I have seen few people finding difficulties with the testing their web service with the device emulator. In the following we will

1. Create a simple "Hello Mobile" web service using Visual Studio 2005.

2. Create a smart-device application that will access this web service from Device Emulator.

"Hello Mobile" web service using Visual Studio 2005

Visual Studio 2005 has made life luxurious for developers. It is really very simple to create an ASP.NET web service using Visual Studio 2005.

1. Go to menu File->New->Web Site in Visual Studio 2005. It will open up a dialog as shown following. Select the ASP .NET Web Service and in the "Language" drop-down select your preference language. I will select Visual C# as my preference language.

2. Now click OK. This will create the web service and open up a App_Code\Service.cs file. I will modify the HelloWorld method in this file to return string “Hello Mobile”. Now in the solution explorer, right click on the website solution and click “Build Web Site”

3. From the solution explorer, right click on the web-site project and select “View in Browser”. This will start the ASP .NET development server and opens in Internet explorer directory listing. For me the Root URL to the service is https://localhost:1607/WebSite12. This will differ for you.

Now we are ready with a “Hello Mobile” web service. We will create a smart-device application from which we will access this web service.

Smart-device application to access the “Hello Mobile” web service

1. In the Solution Explorer, right click on the solution and select Add->New Project. Now create a Visual C# Smart Device application.

2. Now we will add a button to the form-designer using tool-box as shown following.

3. Double click on the button in the form-designer window; this will take you to event handling code for the button click.

4. Now right click on the Device Application in solution explorer and click “Add Web Reference”. In the “Add Web Reference” dialog, select “Web Services in this solution”; it will show the web service we created above. Select it and click on the “Add Reference” button.

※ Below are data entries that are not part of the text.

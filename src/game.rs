//! Simulation setup: vehicle spawning, observers and the per-step schedule.
//!
//! # Frame order
//!
//! 1. Audio message plumbing (commands out, feedback in)
//! 2. [`scenario_system`] applies scripted driver input
//! 3. [`engine_voice_feedback_system`] folds audio feedback into voices
//! 4. [`vehicle_engine_system`] ticks every engine
//! 5. [`vehicle_movement_system`] moves running vehicles
//!
//! ```ignore
//! let mut world = World::new();
//! world.insert_resource(WorldTime::default());
//! init_audio_messages(&mut world);
//! register_observers(&mut world);
//! let vehicle = spawn_vehicle(&mut world, &VehicleConfig::new())?;
//! let mut schedule = build_schedule();
//! update_world_time(&mut world, 1.0 / 60.0);
//! schedule.run(&mut world);
//! ```

use bevy_ecs::prelude::*;
use bevy_ecs::schedule::common_conditions::{not, resource_exists};
use log::info;

use crate::components::enginevoice::EngineVoice;
use crate::components::soundbinding::SoundBinding;
use crate::components::vehiclecontrols::VehicleControls;
use crate::components::vehicletransform::VehicleTransform;
use crate::error::ConfigError;
use crate::events::audio::AudioCmd;
use crate::events::engine::{
    log_cue_finished_observer, log_engine_rejected_observer, log_engine_state_observer,
};
use crate::resources::audio::AudioBridge;
use crate::resources::vehicleconfig::VehicleConfig;
use crate::systems::audio::{
    forward_audio_cmds, log_audio_cmds, poll_audio_messages, update_bevy_audio_cmds,
    update_bevy_audio_messages,
};
use crate::systems::engine::{engine_voice_feedback_system, vehicle_engine_system};
use crate::systems::movement::vehicle_movement_system;
use crate::systems::scenario::scenario_system;

/// Spawn a vehicle entity from `config`.
///
/// Builds its engine (failing on a malformed sound binding) and queues load
/// commands for every bound cue. `Messages<AudioCmd>` must already exist.
pub fn spawn_vehicle(world: &mut World, config: &VehicleConfig) -> Result<Entity, ConfigError> {
    let engine = config.build_engine()?;
    let controls = VehicleControls::from_request(engine.as_request());
    let entity = world
        .spawn((
            engine,
            controls,
            EngineVoice::default(),
            VehicleTransform::default(),
            config.drive_tuning(),
        ))
        .id();
    queue_cue_loads(world, &config.sounds);
    info!(
        "Spawned vehicle {:?} in gear {} (running={})",
        entity, config.initial_gear, config.engine_running
    );
    Ok(entity)
}

/// Write load commands for every distinct cue of `binding`.
pub fn queue_cue_loads(world: &mut World, binding: &SoundBinding) {
    let mut msgs = world.resource_mut::<Messages<AudioCmd>>();
    for cue in binding.loop_cues() {
        msgs.write(AudioCmd::LoadLoop {
            id: cue.to_string(),
            path: cue.to_string(),
        });
    }
    for cue in binding.one_shot_cues() {
        msgs.write(AudioCmd::LoadOneShot {
            id: cue.to_string(),
            path: cue.to_string(),
        });
    }
}

/// Register the engine logging observers.
pub fn register_observers(world: &mut World) {
    world.add_observer(log_engine_state_observer);
    world.add_observer(log_engine_rejected_observer);
    world.add_observer(log_cue_finished_observer);
    // Ensure observers exist before any system triggers events.
    world.flush();
}

/// Per-step schedule. Works with or without an [`AudioBridge`].
pub fn build_schedule() -> Schedule {
    let mut update = Schedule::default();
    update.add_systems(
        // audio systems must be together
        (
            update_bevy_audio_cmds,
            forward_audio_cmds.run_if(resource_exists::<AudioBridge>),
            log_audio_cmds.run_if(not(resource_exists::<AudioBridge>)),
            poll_audio_messages.run_if(resource_exists::<AudioBridge>),
            update_bevy_audio_messages,
        )
            .chain(),
    );
    update.add_systems(scenario_system);
    update.add_systems(engine_voice_feedback_system.after(update_bevy_audio_messages));
    update.add_systems(
        vehicle_engine_system
            .after(scenario_system)
            .after(engine_voice_feedback_system),
    );
    update.add_systems(vehicle_movement_system.after(vehicle_engine_system));
    update
}
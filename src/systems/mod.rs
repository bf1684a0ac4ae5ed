//! ECS systems run each simulation step.
//!
//! Submodules overview:
//! - [`audio`] – audio message plumbing and the device thread
//! - [`engine`] – engine ticking and audio feedback
//! - [`movement`] – moves running vehicles
//! - [`scenario`] – applies scripted driver actions
//! - [`time`] – advances [`WorldTime`](crate::resources::worldtime::WorldTime)

pub mod audio;
pub mod engine;
pub mod movement;
pub mod scenario;
pub mod time;
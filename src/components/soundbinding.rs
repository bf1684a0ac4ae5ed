//! Per-vehicle table of audio cues.
//!
//! A [`SoundBinding`] associates one looping cue with every [`Gear`] plus two
//! one-shot cues: `start` (played when the engine starts) and `stop` (played
//! when it stops). Any slot may be empty, which means silence for that slot.
//!
//! Cues are identified by string ids. The shipped host uses the asset path as
//! the id, so two gears bound to the same file share one cue and reselecting it
//! does not restart playback.
//!
//! # Slot names
//!
//! Config files and [`SoundBinding::set_slot`] address slots by name:
//! `neutral`, `first`, `second`, `third`, `fourth`, `reverse`, `start`, `stop`.

use enum_map::EnumMap;

use crate::components::gear::Gear;
use crate::error::ConfigError;

/// Name of the engine-start one-shot slot.
pub const START_SLOT: &str = "start";
/// Name of the engine-stop one-shot slot.
pub const STOP_SLOT: &str = "stop";

/// Loop cue per gear plus start/stop one-shots.
#[derive(Debug, Clone, Default, PartialEq, Eq)]
pub struct SoundBinding {
    loops: EnumMap<Gear, Option<String>>,
    start: Option<String>,
    stop: Option<String>,
}

impl SoundBinding {
    /// An empty binding: every slot silent.
    pub fn new() -> Self {
        Self::default()
    }

    /// Bind the loop played while running in `gear` (builder pattern).
    pub fn with_loop(mut self, gear: Gear, cue: impl Into<String>) -> Self {
        self.loops[gear] = Some(cue.into());
        self
    }

    /// Bind the engine-start one-shot (builder pattern).
    pub fn with_start(mut self, cue: impl Into<String>) -> Self {
        self.start = Some(cue.into());
        self
    }

    /// Bind the engine-stop one-shot (builder pattern).
    pub fn with_stop(mut self, cue: impl Into<String>) -> Self {
        self.stop = Some(cue.into());
        self
    }

    /// Loop cue for `gear`, if bound.
    pub fn loop_for(&self, gear: Gear) -> Option<&str> {
        self.loops[gear].as_deref()
    }

    /// Engine-start one-shot, if bound.
    pub fn start_cue(&self) -> Option<&str> {
        self.start.as_deref()
    }

    /// Engine-stop one-shot, if bound.
    pub fn stop_cue(&self) -> Option<&str> {
        self.stop.as_deref()
    }

    /// Set a slot by its config name. `None` clears the slot.
    ///
    /// Returns [`ConfigError::UnknownSoundSlot`] for names that are neither a
    /// gear nor `start`/`stop`.
    pub fn set_slot(&mut self, slot: &str, cue: Option<String>) -> Result<(), ConfigError> {
        match slot {
            START_SLOT => self.start = cue,
            STOP_SLOT => self.stop = cue,
            other => {
                let gear = Gear::ALL
                    .into_iter()
                    .find(|g| g.name() == other)
                    .ok_or_else(|| ConfigError::UnknownSoundSlot(other.to_string()))?;
                self.loops[gear] = cue;
            }
        }
        Ok(())
    }

    /// Every bound slot as `(slot name, cue)`, gears first.
    pub fn slots(&self) -> impl Iterator<Item = (&'static str, &str)> + '_ {
        self.loops
            .iter()
            .filter_map(|(gear, cue)| cue.as_deref().map(|c| (gear.name(), c)))
            .chain(self.start.as_deref().map(|c| (START_SLOT, c)))
            .chain(self.stop.as_deref().map(|c| (STOP_SLOT, c)))
    }

    /// Every slot as `(slot name, cue)`, empty slots included, gears first.
    pub fn all_slots(&self) -> impl Iterator<Item = (&'static str, Option<&str>)> + '_ {
        self.loops
            .iter()
            .map(|(gear, cue)| (gear.name(), cue.as_deref()))
            .chain([
                (START_SLOT, self.start.as_deref()),
                (STOP_SLOT, self.stop.as_deref()),
            ])
    }

    /// Distinct loop cue ids, in gear order.
    pub fn loop_cues(&self) -> Vec<&str> {
        let mut cues: Vec<&str> = Vec::new();
        for cue in self.loops.values().filter_map(|c| c.as_deref()) {
            if !cues.contains(&cue) {
                cues.push(cue);
            }
        }
        cues
    }

    /// Distinct one-shot cue ids (`start`, then `stop`).
    pub fn one_shot_cues(&self) -> Vec<&str> {
        let mut cues: Vec<&str> = Vec::new();
        for cue in [self.start.as_deref(), self.stop.as_deref()]
            .into_iter()
            .flatten()
        {
            if !cues.contains(&cue) {
                cues.push(cue);
            }
        }
        cues
    }

    /// Check the binding is well formed.
    ///
    /// Empty slots are valid. A slot bound to an empty or whitespace-only cue
    /// id is not.
    pub fn validate(&self) -> Result<(), ConfigError> {
        for (slot, cue) in self.slots() {
            if cue.trim().is_empty() {
                return Err(ConfigError::BlankCue(slot.to_string()));
            }
        }
        Ok(())
    }
}
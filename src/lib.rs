//! gearsound library.
//!
//! This module exposes the vehicle engine state machine together with the ECS
//! components, resources, systems, and events that drive it, for use in
//! integration tests and as a reusable library.

pub mod components;
pub mod error;
pub mod events;
pub mod game;
pub mod resources;
pub mod soundplayer;
pub mod systems;
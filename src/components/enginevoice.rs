//! Playback mirror of a vehicle's looping engine sound.
//!
//! The audio device runs on another thread, so the engine cannot ask it
//! synchronously what is playing. [`EngineVoice`] keeps the main thread's view
//! of the loop slot: it is updated optimistically when a loop is requested and
//! corrected by feedback messages from the audio thread (see
//! [`crate::systems::engine::engine_voice_feedback_system`]).

use bevy_ecs::prelude::Component;

/// State of one vehicle's loop slot.
#[derive(Component, Debug, Clone, Default, PartialEq, Eq)]
pub struct EngineVoice {
    /// Cue currently assigned to the loop slot.
    pub active: Option<String>,
    /// Whether the assigned cue is audible.
    pub playing: bool,
    /// Whether the assigned cue restarts when it reaches its end.
    pub looping: bool,
}

impl EngineVoice {
    /// True when `cue` is the assigned cue, it is playing and it loops.
    pub fn is_loop_active(&self, cue: &str) -> bool {
        self.playing && self.looping && self.active.as_deref() == Some(cue)
    }

    /// Record that `cue` was requested as the looping cue.
    pub fn begin_loop(&mut self, cue: &str) {
        self.active = Some(cue.to_string());
        self.playing = true;
        self.looping = true;
    }

    /// Record that the loop slot was silenced.
    pub fn clear(&mut self) {
        self.active = None;
        self.playing = false;
        self.looping = false;
    }

    /// Mark the assigned cue as not audible, keeping the assignment.
    ///
    /// Ignored when `cue` is not the assigned cue (stale feedback).
    pub fn mark_stopped(&mut self, cue: &str) {
        if self.active.as_deref() == Some(cue) {
            self.playing = false;
        }
    }

    /// Mark the assigned cue as audible again.
    pub fn mark_playing(&mut self, cue: &str) {
        if self.active.as_deref() == Some(cue) {
            self.playing = true;
        }
    }
}

#[cfg(test)]
mod tests {
    use super::*;

    #[test]
    fn test_default_is_silent() {
        let v = EngineVoice::default();
        assert_eq!(v.active, None);
        assert!(!v.is_loop_active("idle"));
    }

    #[test]
    fn test_begin_loop_makes_cue_active() {
        let mut v = EngineVoice::default();
        v.begin_loop("idle");
        assert!(v.is_loop_active("idle"));
        assert!(!v.is_loop_active("gear1"));
    }

    #[test]
    fn test_stopped_cue_is_not_active() {
        let mut v = EngineVoice::default();
        v.begin_loop("idle");
        v.mark_stopped("idle");
        assert_eq!(v.active.as_deref(), Some("idle"));
        assert!(!v.is_loop_active("idle"));

        v.mark_playing("idle");
        assert!(v.is_loop_active("idle"));
    }

    #[test]
    fn test_non_looping_cue_is_not_active() {
        let mut v = EngineVoice::default();
        v.begin_loop("idle");
        v.looping = false;
        assert!(!v.is_loop_active("idle"));
    }

    #[test]
    fn test_stale_feedback_is_ignored() {
        let mut v = EngineVoice::default();
        v.begin_loop("gear2");
        v.mark_stopped("gear1");
        assert!(v.is_loop_active("gear2"));
    }

    #[test]
    fn test_clear() {
        let mut v = EngineVoice::default();
        v.begin_loop("idle");
        v.clear();
        assert_eq!(v, EngineVoice::default());
    }
}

5. Now add following code to access the web service, so that I get a MessageBox with the string from the web service. Note the gocha in the Url, it refers to your machine name and not localhost as was used when accessing web service from desktop.

           localhost.Service service = new DeviceApplication1.localhost.Service();
            service.Url = "https://<machine name>:1607/WebSite12/Service.asmx";
            string str = service.HelloWorld();
MessageBox.Show(str)

6. Using the Tool->Connect to Device, start PPC 2003 SE emulator. Also Cradle it using Device Emulator Manager. Set the Device Project as the start-up project. Use F5 to deploy and run the application on PPC 03 SE.

7. Now in the application in PPC 03 emulator, click on the button and it pops up a message box with the string “Hello Mobile” returned from web service.

Comments

  • Anonymous
    November 23, 2006
    PingBack from http://suniljagadish.wordpress.com/2006/11/24/windows-mobile-50-emulator-and-webservice-woes/

  • Anonymous
    February 26, 2009
    To do this, host PC (running localhost) needs Internet connection or can it be a disconnected machine?

  • Anonymous
    July 03, 2010
    now for example if my pc name is  "homepc" the url should be : service.Url = "http://homepc:1607/WebSite12/Service.asmx"; will this work? note: i haven't connected to any external network.

  • Anonymous
    November 07, 2013
    Well, did it work when PC is not connected to local LAN or Internet?